Re: [Qemu-devel] [PATCH 17/56] json: Reject unescaped control characters

2018-08-09 Thread Eric Blake

On 08/08/2018 07:02 AM, Markus Armbruster wrote:

Fix the lexer to reject unescaped control characters in JSON strings,
in accordance with RFC 7159.


Question - can this break existing QMP clients that were relying on this 
extension working?


Libvirt used to use libyajl, now it uses libjansson. So I'll check both 
of those libraries:


yajl: https://github.com/lloyd/yajl/blob/master/src/yajl_encode.c#L32

default:
if ((unsigned char) str[end] < 32) {
CharToHex(str[end], hexBuf + 4);
escaped = hexBuf;

jansson: https://github.com/akheron/jansson/blob/master/src/dump.c#L101

/* mandatory escape or control char */
if(codepoint == '\\' || codepoint == '"' || codepoint < 0x20)

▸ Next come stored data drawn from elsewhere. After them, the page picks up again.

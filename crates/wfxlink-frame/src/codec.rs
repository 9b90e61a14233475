use bytes::{BufMut, Bytes, BytesMut};
use tracing::trace;
use wfxlink_bus::round_up;

use crate::error::{CryptoError, FrameError, Result};
use crate::ids;
use crate::piggyback::{Piggyback, PIGGYBACK_SIZE};
use crate::secure::{encrypted_len, SecureLink};

/// Message header: length (2) + id (1) + flags (1) = 4 bytes.
pub const HEADER_SIZE: usize = 4;

/// The length field stays in clear even on encrypted messages.
pub const LEN_FIELD_SIZE: usize = 2;

/// Largest value a sequence number can take before wrapping.
pub const SEQ_COUNTER_MAX: u8 = 7;

/// Largest message the 16-bit length field can describe.
pub const MAX_MESSAGE_LEN: usize = u16::MAX as usize;

/// Cleartext messages are padded to 16-bit words.
const WORD_ALIGN: usize = 2;

const IFACE_SHIFT: u8 = 1;
const IFACE_MASK: u8 = 0x03;
const SEQ_SHIFT: u8 = 3;
const SEQ_MASK: u8 = 0x07;
const ENC_SHIFT: u8 = 6;
const ENC_MASK: u8 = 0x03;

/// Encryption marker carried in the two top bits of the flags byte.
#[derive(Debug, Clone, Copy, Default, PartialEq, Eq)]
pub enum Encryption {
    /// Cleartext message.
    #[default]
    None,
    /// Reserved marker; never valid on the wire.
    Reserved,
    /// Secure-link envelope.
    Encrypted,
}

impl Encryption {
    /// Decode the 2-bit marker. Values 1 and 3 are both reserved.
    pub fn from_bits(bits: u8) -> Self {
        match bits & ENC_MASK {
            0 => Self::None,
            2 => Self::Encrypted,
            _ => Self::Reserved,
        }
    }

    /// Encode as the 2-bit marker.
    pub fn bits(self) -> u8 {
        match self {
            Self::None => 0,
            Self::Reserved => 1,
            Self::Encrypted => 2,
        }
    }
}

/// A message exchanged with the chip.
#[derive(Debug, Clone, PartialEq, Eq)]
pub struct Envelope {
    /// Message id. Bit 7 marks indications.
    pub id: u8,
    /// Virtual interface the message belongs to (0..=3).
    pub interface: u8,
    /// Sequence number. Stamped by the transmit path, ignored when queued.
    pub seqnum: u8,
    /// How the message travelled on the wire.
    pub encryption: Encryption,
    /// Message body, header excluded.
    pub body: Bytes,
}

impl Envelope {
    /// Create an outgoing message on interface 0.
    pub fn new(id: u8, body: impl Into<Bytes>) -> Self {
        Self {
            id,
            interface: 0,
            seqnum: 0,
            encryption: Encryption::None,
            body: body.into(),
        }
    }

    /// Address the message to another interface.
    pub fn with_interface(mut self, interface: u8) -> Self {
        self.interface = interface & IFACE_MASK;
        self
    }

    /// Whether the message is a chip-to-host indication.
    pub fn is_indication(&self) -> bool {
        ids::is_indication(self.id)
    }

    /// Value of the header length field (header included).
    pub fn msg_len(&self) -> usize {
        HEADER_SIZE + self.body.len()
    }

    /// Cleartext size on the wire, before bus alignment.
    pub fn wire_size(&self) -> usize {
        round_up(self.msg_len(), WORD_ALIGN)
    }
}

/// Result of decoding one receive buffer.
#[derive(Debug, Clone, PartialEq, Eq)]
pub struct Decoded {
    /// The decoded message.
    pub envelope: Envelope,
    /// The word announcing what the chip holds next.
    pub piggyback: Piggyback,
}

fn flags(interface: u8, seqnum: u8, encryption: Encryption) -> u8 {
    ((interface & IFACE_MASK) << IFACE_SHIFT)
        | ((seqnum & SEQ_MASK) << SEQ_SHIFT)
        | (encryption.bits() << ENC_SHIFT)
}

fn read_len(src: &[u8]) -> usize {
    u16::from_le_bytes([src[0], src[1]]) as usize
}

/// Encode an envelope into the wire format.
///
/// Wire format (cleartext):
/// ```text
/// ┌──────────────┬────────┬─────────────────────────────┬──────────────┐
/// │ Length       │ Id     │ Flags                       │ Body         │
/// │ (2B LE)      │ (1B)   │ rsv:1 iface:2 seq:3 enc:2   │ padded to 2B │
/// └──────────────┴────────┴─────────────────────────────┴──────────────┘
/// ```
///
/// `seqnum` is stamped into the header. If `secure` requires security for
/// the id, the message is wrapped into a freshly allocated secure-link
/// envelope instead of being padded.
pub fn encode_message(
    envelope: &Envelope,
    seqnum: u8,
    secure: Option<&mut (dyn SecureLink + '_)>,
) -> Result<BytesMut> {
    let len = envelope.msg_len();
    if len > MAX_MESSAGE_LEN {
        return Err(FrameError::PayloadTooLarge {
            size: len,
            max: MAX_MESSAGE_LEN,
        });
    }

    let mut dst = BytesMut::with_capacity(round_up(len, WORD_ALIGN));
    dst.put_u16_le(len as u16);
    dst.put_u8(envelope.id);
    dst.put_u8(flags(envelope.interface, seqnum, Encryption::None));
    dst.put_slice(&envelope.body);

    match secure {
        Some(link) if link.requires_security(envelope.id) => {
            let wrapped = link.encode(&dst).map_err(FrameError::EncryptionFailed)?;
            let expected = encrypted_len(len);
            if wrapped.len() != expected {
                return Err(FrameError::EncryptionFailed(CryptoError::Malformed(format!(
                    "envelope is {} bytes, expected {expected}",
                    wrapped.len()
                ))));
            }
            if Encryption::from_bits(wrapped[3] >> ENC_SHIFT) != Encryption::Encrypted {
                return Err(FrameError::EncryptionFailed(CryptoError::Malformed(
                    "encryption marker not set".to_string(),
                )));
            }
            trace!(id = envelope.id, len, wire = expected, "message sealed");
            Ok(BytesMut::from(&wrapped[..]))
        }
        _ => {
            dst.resize(round_up(len, WORD_ALIGN), 0);
            Ok(dst)
        }
    }
}

/// Decode one receive buffer.
///
/// `raw` is the whole buffer read from the bus, bus padding and trailing
/// piggyback word included. `announced_len` is the message length the chip
/// announced through the control register or the previous piggyback.
pub fn decode_message(
    raw: Bytes,
    announced_len: usize,
    secure: Option<&mut (dyn SecureLink + '_)>,
) -> Result<Decoded> {
    if announced_len < HEADER_SIZE {
        return Err(FrameError::TooShort {
            len: announced_len,
            min: HEADER_SIZE,
        });
    }
    if raw.len() < announced_len + PIGGYBACK_SIZE {
        return Err(FrameError::TooShort {
            len: raw.len(),
            min: announced_len + PIGGYBACK_SIZE,
        });
    }

    let piggyback = Piggyback::from_tail(&raw).unwrap_or_default();
    let marker = (raw[3] >> ENC_SHIFT) & ENC_MASK;

    let (plain, encryption, computed) = match Encryption::from_bits(marker) {
        Encryption::Reserved => return Err(FrameError::ReservedEncryption(marker)),
        Encryption::Encrypted => {
            let link = secure.ok_or(FrameError::DecryptionFailed(CryptoError::NoSession))?;
            let plain = link
                .decode(&raw[..announced_len])
                .map_err(FrameError::DecryptionFailed)?;
            if plain.len() < HEADER_SIZE {
                return Err(FrameError::TooShort {
                    len: plain.len(),
                    min: HEADER_SIZE,
                });
            }
            let len = read_len(&plain);
            trace!(announced = announced_len, len, "message opened");
            (Bytes::from(plain), Encryption::Encrypted, encrypted_len(len))
        }
        Encryption::None => {
            let len = read_len(&raw);
            (raw.slice(..announced_len), Encryption::None, round_up(len, WORD_ALIGN))
        }
    };

    if computed != announced_len {
        return Err(FrameError::LengthMismatch {
            computed,
            announced: announced_len,
        });
    }

    let len = read_len(&plain);
    if len < HEADER_SIZE || len > plain.len() {
        return Err(FrameError::TooShort {
            len: plain.len(),
            min: len.max(HEADER_SIZE),
        });
    }

    let flags = plain[3];
    let envelope = Envelope {
        id: plain[2],
        interface: (flags >> IFACE_SHIFT) & IFACE_MASK,
        seqnum: (flags >> SEQ_SHIFT) & SEQ_MASK,
        encryption,
        body: plain.slice(HEADER_SIZE..len),
    };

    Ok(Decoded {
        envelope,
        piggyback,
    })
}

Okay, both libraries appear to always send control characters encoded, 
and thus were not relying on this accidental QMP extension.


Are we worried about other clients?



Bonus: we now recover more nicely from unclosed strings.  E.g.

 {"one: 1}\n{"two": 2}

now recovers cleanly after the newline, where before the lexer
remained confused until the next unpaired double quote or lexical
error.


On that grounds alone, I could live with this patch, even if we end up 
having to revert it later if some client was actually depending on 
sending raw control characters as part of a string.


Reviewed-by: Eric Blake 

--
Eric Blake, Principal Software Engineer
Red Hat, Inc.   +1-919-301-3266
Virtualization:  qemu.org | libvirt.org



[Qemu-devel] [PATCH 17/56] json: Reject unescaped control characters

2018-08-08 Thread Markus Armbruster
Fix the lexer to reject unescaped control characters in JSON strings,
in accordance with RFC 7159.

Bonus: we now recover more nicely from unclosed strings.  E.g.

{"one: 1}\n{"two": 2}

now recovers cleanly after the newline, where before the lexer
remained confused until the next unpaired double quote or lexical
error.

Signed-off-by: Markus Armbruster 
---
 qobject/json-lexer.c | 4 ++--
 tests/check-qjson.c  | 6 +-
 tests/qmp-test.c | 4 ++--
 3 files changed, 5 insertions(+), 9 deletions(-)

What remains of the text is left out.